--- Task objective ---
Reproduce the lines from the one holding "fn fmt(&self, f: &mut" to the end of the entries. Include both ends and change nothing.
*** Recorded data ***
use std::path::{Path, PathBuf};
use std::sync::Arc;
use log::{error, info};
use crate::classifier;
use crate::config::PipelineConfig;
use crate::error::PipelineError;
use crate::ffprobe;
use crate::job::{EncodeJob, JobHandle};
use crate::normalize::normalize;
use crate::scan::SourceFile;
use crate::supervisor::{JobSlot, JobSupervisor};

/// Output path in the target area for a staged file
pub fn target_path(cfg: &PipelineConfig, staged: &Path) -> PathBuf {
    let stem = staged
        .file_stem()
        .map(|s| s.to_string_lossy().to_string())
        .unwrap_or_default();
    cfg.target_dir().join(format!("{}.{}", stem, cfg.target_extension))
}

/// Rename `file` into the staging area under its normalized name
pub async fn stage(cfg: &PipelineConfig, file: &SourceFile) -> Result<PathBuf, PipelineError> {
    let staged_name = normalize(&file.name);
    info!("[Rename] {} --> {}", file.name, staged_name);

    let staged = cfg.encode_dir().join(&staged_name);
    if tokio::fs::try_exists(&staged).await.unwrap_or(false) {
        return Err(PipelineError::AlreadyStaged(staged));
    }

    tokio::fs::rename(&file.path, &staged)
        .await
        .map_err(|source| PipelineError::Rename {
            from: file.path.clone(),
            to: staged.clone(),
            source,
        })?;
    Ok(staged)
}

/// Pass a stable source file through rename, probe and classification, then start its encode.
///
/// `slot` is released on every failure path and held by the job otherwise.
pub async fn handoff(
    cfg: &Arc<PipelineConfig>,
    supervisor: &JobSupervisor,
    file: &SourceFile,
    slot: JobSlot,
) -> Result<JobHandle, PipelineError> {
    let staged = match stage(cfg, file).await {
        Ok(path) => path,
        Err(e) => {
            error!("[Rename] [{}] {}", file.name, e);
            return Err(e);
        }
    };
    let target = target_path(cfg, &staged);

    // probe_file logs the failure reason itself
    let info = match ffprobe::probe_file(cfg, &staged).await {
        Ok(info) => info,
        Err(e) => {
            error!("[MediaInfo] [{}] Encoding error", file.name);
            return Err(e.into());
        }
    };

    let decision = classifier::decide(&info, cfg);
    if decision.auto {
        info!("[Encode] [{}] Encoder auto quality enabled", file.name);
        info!("[Encode] [{}] Source has {} quality", file.name, decision.tier);
    }

    let job = EncodeJob::new(cfg, staged, target, info, &decision.bitrates);
    let name = job.name();
    let handle = job.start(Arc::clone(cfg), slot);

    info!(
        "[Encode] [{}] Encoding started (video {}, audio {})",
        name, decision.bitrates.video, decision.bitrates.audio
    );
    info!("[System] Active jobs: {} / {}", supervisor.active(), supervisor.max());
    Ok(handle)
}

#[cfg(test)]
mod tests {
    use super::*;
    use std::fs;

    fn layout() -> (tempfile::TempDir, PipelineConfig) {
        let dir = tempfile::tempdir().unwrap();
        let cfg = PipelineConfig::with_root(dir.path());
        for d in [cfg.source_dir(), cfg.encode_dir(), cfg.target_dir()] {
            fs::create_dir_all(d).unwrap();
        }
        (dir, cfg)
    }

    #[test]
    fn test_target_path_uses_target_extension() {
        let cfg = PipelineConfig::with_root("/srv/vod");
        assert_eq!(
            target_path(&cfg, Path::new("/srv/vod/encode/Movie_2019.mkv")),
            PathBuf::from("/srv/vod/target/Movie_2019.mp4")
        );
    }

    #[tokio::test]
    async fn test_stage_moves_and_renames() {
        let (_dir, cfg) = layout();
        let path = cfg.source_dir().join("Movie.2019.1080p.BluRay.x264-GROUP.mkv");
        fs::write(&path, b"data").unwrap();
        let file = SourceFile::from_path(&path).unwrap();

        let staged = stage(&cfg, &file).await.unwrap();
        assert_eq!(staged, cfg.encode_dir().join("Movie_2019.mkv"));
        assert!(staged.exists());
        assert!(!path.exists());
    }

    #[tokio::test]
    async fn test_stage_refuses_to_overwrite() {
        let (_dir, cfg) = layout();
        fs::write(cfg.encode_dir().join("Clip.mkv"), b"earlier").unwrap();
        let path = cfg.source_dir().join("Clip.mkv");
        fs::write(&path, b"later").unwrap();
        let file = SourceFile::from_path(&path).unwrap();

        let err = stage(&cfg, &file).await.unwrap_err();
        assert!(matches!(err, PipelineError::AlreadyStaged(_)));
        assert!(path.exists());
    }

    #[tokio::test]
    async fn test_stage_vanished_source_is_rename_failure() {
        let (_dir, cfg) = layout();
        let file = SourceFile::from_path(&cfg.source_dir().join("gone.mkv")).unwrap();

        let err = stage(&cfg, &file).await.unwrap_err();
        assert!(matches!(err, PipelineError::Rename { .. }));
    }
}
#[cfg(test)]
mod tests {
    use super::*;

    fn sample_info(duration_secs: u64, height: u32) -> MediaInfo {
        MediaInfo {
            format_name: "matroska,webm".to_string(),
            duration: Duration::from_secs(duration_secs),
            duration_secs: duration_secs as f64,
            size: 1_000_000,
            codec_name: "h264".to_string(),
            width: 1920,
            height,
            field_order: None,
            frame_rate: Some("25/1".to_string()),
            bit_rate: None,
        }
    }

    #[test]
    fn test_exit_classification() {
        assert!(classify_exit(Some(0), "").complete);

        let failed = classify_exit(Some(1), "Conversion failed!");
        assert!(!failed.complete);
        assert_eq!(failed.reason, "Conversion failed!");

        let interrupted = classify_exit(Some(255), "frame=1");
        assert!(!interrupted.complete);
        assert_eq!(interrupted.reason, "User interrupted");

        assert_eq!(classify_exit(None, "").reason, "User interrupted");

        let other = classify_exit(Some(137), "whatever");
        assert!(!other.complete);
        assert_eq!(other.reason, "Encoder exited with code 137");
    }

    #[test]
    fn test_encode_args() {
        let cfg = PipelineConfig::with_root("/srv/vod");
        let args = build_encode_args(
            &cfg,
            Path::new("/srv/vod/encode/Movie_2019.mkv"),
            Path::new("/srv/vod/target/Movie_2019.mp4"),
            &cfg.hd_bitrates,
        );

        let pair = |flag: &str| {
            args.windows(2)
                .find(|w| w[0] == flag)
                .map(|w| w[1].clone())
        };
        assert_eq!(pair("-i").as_deref(), Some("/srv/vod/encode/Movie_2019.mkv"));
        assert_eq!(pair("-threads").as_deref(), Some("0"));
        assert_eq!(pair("-c:v").as_deref(), Some("libx264"));
        assert_eq!(pair("-b:v").as_deref(), Some("5000k"));
        assert_eq!(pair("-b:a").as_deref(), Some("256k"));
        assert_eq!(pair("-g").as_deref(), Some("200"));
        assert_eq!(pair("-keyint_min").as_deref(), Some("50"));
        assert_eq!(pair("-force_key_frames").as_deref(), Some("expr:gte(t,n_forced*2)"));
        assert_eq!(pair("-ac").as_deref(), Some("2"));
        assert_eq!(pair("-f").as_deref(), Some("mp4"));
        assert!(pair("-filter:v").is_none());
        assert_eq!(args.last().map(String::as_str), Some("/srv/vod/target/Movie_2019.mp4"));
    }

    #[test]
    fn test_deinterlace_filter() {
        let mut cfg = PipelineConfig::with_root("/srv/vod");
        cfg.deinterlace = true;
        let args = build_encode_args(&cfg, Path::new("a.mpg"), Path::new("a.mp4"), &cfg.sd_bitrates);
        assert!(args.windows(2).any(|w| w[0] == "-filter:v" && w[1] == "yadif=0"));
    }

    #[test]
    fn test_line_splitter() {
        let mut splitter = LineSplitter::default();
        let mut lines = splitter.push(b"first\nframe=1 time=00:00:01.00 bitrate=1k\rframe=2 ti");
        lines.extend(splitter.push(b"me=00:00:02.00 bitrate=1k\r\nlast"));
        assert_eq!(
            lines,
            vec![
                "first",
                "frame=1 time=00:00:01.00 bitrate=1k",
                "frame=2 time=00:00:02.00 bitrate=1k",
            ]
        );
        assert_eq!(splitter.finish().as_deref(), Some("last"));
    }

    #[test]
    fn test_track_reports_throttled_progress() {
        let cfg = PipelineConfig::with_root("/srv/vod");
        let job = EncodeJob::new(
            &cfg,
            PathBuf::from("/srv/vod/encode/a.mkv"),
            PathBuf::from("/srv/vod/target/a.mp4"),
            sample_info(100, 1080),
            &cfg.hd_bitrates,
        );
        let mut state = ProgressState {
            throttle: ProgressThrottle::new(cfg.progress_step),
            reported: Vec::new(),
            last_line: String::new(),
        };

        for secs in [5u64, 10, 16, 20, 31, 50, 99, 100] {
            let line = format!(
                "frame=1 fps=25 time=00:{:02}:{:02}.50 bitrate=900.0kbits/s speed=2x",
                secs / 60,
                secs % 60
            );
            job.track(&line, &mut state).unwrap();
        }
        assert_eq!(state.reported, vec![16, 31, 50, 99, 100]);

        job.track("frame=1 time=N/A bitrate=N/A", &mut state).unwrap();
        assert!(job.track("frame=1 time=bogus bitrate=1k", &mut state).is_err());
    }

    #[cfg(unix)]
    mod process {
        use super::super::*;
        use super::sample_info;
        use crate::supervisor::JobSupervisor;
        use std::os::unix::fs::PermissionsExt;

        fn fake_ffmpeg(dir: &Path, script: &str) -> PipelineConfig {
            let bin = dir.join("ffmpeg");
            std::fs::write(&bin, format!("#!/bin/sh\n{}\n", script)).unwrap();
            std::fs::set_permissions(&bin, std::fs::Permissions::from_mode(0o755)).unwrap();
            let mut cfg = PipelineConfig::with_root(dir);
            cfg.ffmpeg_bin = Some(bin);
            cfg.progress_poll_ms = 50;
            cfg
        }

        fn staged_job(cfg: &PipelineConfig, dir: &Path) -> EncodeJob {
            let source = dir.join("clip.mkv");
            std::fs::write(&source, b"source").unwrap();
            EncodeJob::new(cfg, source, dir.join("clip.mp4"), sample_info(100, 1080), &cfg.hd_bitrates)
        }

        #[tokio::test]
        async fn test_successful_encode_wipes_source() {
            let dir = tempfile::tempdir().unwrap();
            let cfg = fake_ffmpeg(
                dir.path(),
                r#"for t in 00:00:10.00 00:00:20.00 00:00:40.00 00:01:00.00 00:01:20.00 00:01:40.00; do
  printf 'frame=100 fps=25 q=28.0 size=1024kB time=%s bitrate=800kbits/s speed=4x\r' "$t" >&2
done
printf 'video:1kB audio:1kB\n' >&2
exit 0"#,
            );
            let job = staged_job(&cfg, dir.path());
            let source = job.source.clone();
            let supervisor = JobSupervisor::new(1);

            let handle = job.start(Arc::new(cfg), supervisor.try_acquire().unwrap());
            let outcome = handle.wait().await;

            assert!(outcome.complete, "{:?}", outcome);
            assert!(!source.exists());
            assert_eq!(supervisor.active(), 0);
            assert_eq!(outcome.progress, vec![20, 40, 60, 80, 100]);
        }

        #[tokio::test]
        async fn test_exit_one_reports_last_line_and_keeps_source() {
            let dir = tempfile::tempdir().unwrap();
            let cfg = fake_ffmpeg(dir.path(), "echo 'clip.mkv: Invalid data found when processing input' >&2\nexit 1");
            let job = staged_job(&cfg, dir.path());
            let source = job.source.clone();

            let outcome = job.start(Arc::new(cfg), JobSupervisor::new(1).try_acquire().unwrap()).wait().await;

            assert!(!outcome.complete);
            assert_eq!(outcome.reason, "clip.mkv: Invalid data found when processing input");
            assert!(source.exists());
        }

        #[tokio::test]
        async fn test_interrupted_encode() {
            let dir = tempfile::tempdir().unwrap();
            let cfg = fake_ffmpeg(dir.path(), "echo 'Exiting normally, received signal 2.' >&2\nexit 255");
            let job = staged_job(&cfg, dir.path());

            let outcome = job.start(Arc::new(cfg), JobSupervisor::new(1).try_acquire().unwrap()).wait().await;
            assert_eq!(outcome.reason, "User interrupted");
        }

        #[tokio::test]
        async fn test_unexpected_exit_code_is_failure() {
            let dir = tempfile::tempdir().unwrap();
            let cfg = fake_ffmpeg(dir.path(), "exit 3");
            let job = staged_job(&cfg, dir.path());
            let source = job.source.clone();

            let outcome = job.start(Arc::new(cfg), JobSupervisor::new(1).try_acquire().unwrap()).wait().await;
            assert!(!outcome.complete);
            assert_eq!(outcome.reason, "Encoder exited with code 3");
            assert!(source.exists());
        }

        #[tokio::test]
        async fn test_missing_encoder_binary() {
            let dir = tempfile::tempdir().unwrap();
            let mut cfg = PipelineConfig::with_root(dir.path());
            cfg.ffmpeg_bin = Some(dir.path().join("no-such-ffmpeg"));
            let job = staged_job(&cfg, dir.path());

            let outcome = job.start(Arc::new(cfg), JobSupervisor::new(1).try_acquire().unwrap()).wait().await;
            assert!(!outcome.complete);
            assert!(outcome.reason.starts_with("Failed to start encoder"), "{}", outcome.reason);
        }

        #[tokio::test]
        async fn test_malformed_progress_time_fails_job() {
            let dir = tempfile::tempdir().unwrap();
            let cfg = fake_ffmpeg(
                dir.path(),
                "echo 'frame=1 time=12:xx:00.00 bitrate=1k' >&2\nsleep 5\nexit 0",
            );
            let job = staged_job(&cfg, dir.path());
            let source = job.source.clone();

            let outcome = tokio::time::timeout(
                Duration::from_secs(4),
                job.start(Arc::new(cfg), JobSupervisor::new(1).try_acquire().unwrap()).wait(),
            )
            .await
            .expect("job was not aborted");
            assert!(!outcome.complete);
            assert!(outcome.reason.contains("invalid progress time"), "{}", outcome.reason);
            assert!(source.exists());
        }

        #[tokio::test]
        async fn test_wipe_disabled_keeps_source() {
            let dir = tempfile::tempdir().unwrap();
            let mut cfg = fake_ffmpeg(dir.path(), "exit 0");
            cfg.delete_after_encode = false;
            let job = staged_job(&cfg, dir.path());
            let source = job.source.clone();

            let outcome = job.start(Arc::new(cfg), JobSupervisor::new(1).try_acquire().unwrap()).wait().await;
            assert!(outcome.complete);
            assert!(source.exists());
        }
    }
}
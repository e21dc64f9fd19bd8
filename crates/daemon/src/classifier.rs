use std::fmt;
use crate::config::{BitratePair, PipelineConfig};
use crate::ffprobe::MediaInfo;

/// Quality tier of a source, driving bitrate selection
#[derive(Debug, Clone, Copy, PartialEq, Eq)]
pub enum QualityTier {
    /// Standard definition, below the configured height threshold
    Sd,
    /// High definition
    Hd,
}

impl fmt::Display for QualityTier {
    fn fmt(&self, f: &mut fmt::Formatter<'_>) -> fmt::Result {
        match self {
            QualityTier::Sd => write!(f, "SD"),
            QualityTier::Hd => write!(f, "HD"),
        }
    }
}

/// Bitrate decision for one source
#[derive(Debug, Clone, PartialEq, Eq)]
pub struct QualityDecision {
    pub tier: QualityTier,
    /// False when auto quality is disabled and the default pair applies
    pub auto: bool,
    pub bitrates: BitratePair,
}

/// Classify a height into a tier against `threshold`
pub fn tier_for_height(height: u32, threshold: u32) -> QualityTier {
    if height < threshold {
        QualityTier::Sd
    } else {
        QualityTier::Hd
    }
}

/// Classify probed media into a quality tier
pub fn classify(info: &MediaInfo, cfg: &PipelineConfig) -> QualityTier {
    tier_for_height(info.height, cfg.sd_height_threshold)
}

/// Resolve the bitrate pair to encode `info` with
pub fn decide(info: &MediaInfo, cfg: &PipelineConfig) -> QualityDecision {
    let tier = classify(info, cfg);
    if !cfg.auto_quality {
        return QualityDecision {
            tier,
            auto: false,
            bitrates: cfg.default_bitrates.clone(),
        };
    }

    let bitrates = match tier {
        QualityTier::Sd => cfg.sd_bitrates.clone(),
        QualityTier::Hd => cfg.hd_bitrates.clone(),
    };
    QualityDecision {
        tier,
        auto: true,
        bitrates,
    }
}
*** End of Recorded data ***
--- Task answer ---
    fn fmt(&self, f: &mut fmt::Formatter<'_>) -> fmt::Result {
        match self {
            QualityTier::Sd => write!(f, "SD"),
            QualityTier::Hd => write!(f, "HD"),
        }
    }
}

/// Bitrate decision for one source
#[derive(Debug, Clone, PartialEq, Eq)]
pub struct QualityDecision {
    pub tier: QualityTier,
    /// False when auto quality is disabled and the default pair applies
    pub auto: bool,
    pub bitrates: BitratePair,
}

/// Classify a height into a tier against `threshold`
pub fn tier_for_height(height: u32, threshold: u32) -> QualityTier {
    if height < threshold {
        QualityTier::Sd
    } else {
        QualityTier::Hd
    }
}

/// Classify probed media into a quality tier
pub fn classify(info: &MediaInfo, cfg: &PipelineConfig) -> QualityTier {
    tier_for_height(info.height, cfg.sd_height_threshold)
}

/// Resolve the bitrate pair to encode `info` with
pub fn decide(info: &MediaInfo, cfg: &PipelineConfig) -> QualityDecision {
    let tier = classify(info, cfg);
    if !cfg.auto_quality {
        return QualityDecision {
            tier,
            auto: false,
            bitrates: cfg.default_bitrates.clone(),
        };
    }

    let bitrates = match tier {
        QualityTier::Sd => cfg.sd_bitrates.clone(),
        QualityTier::Hd => cfg.hd_bitrates.clone(),
    };
    QualityDecision {
        tier,
        auto: true,
        bitrates,
    }
}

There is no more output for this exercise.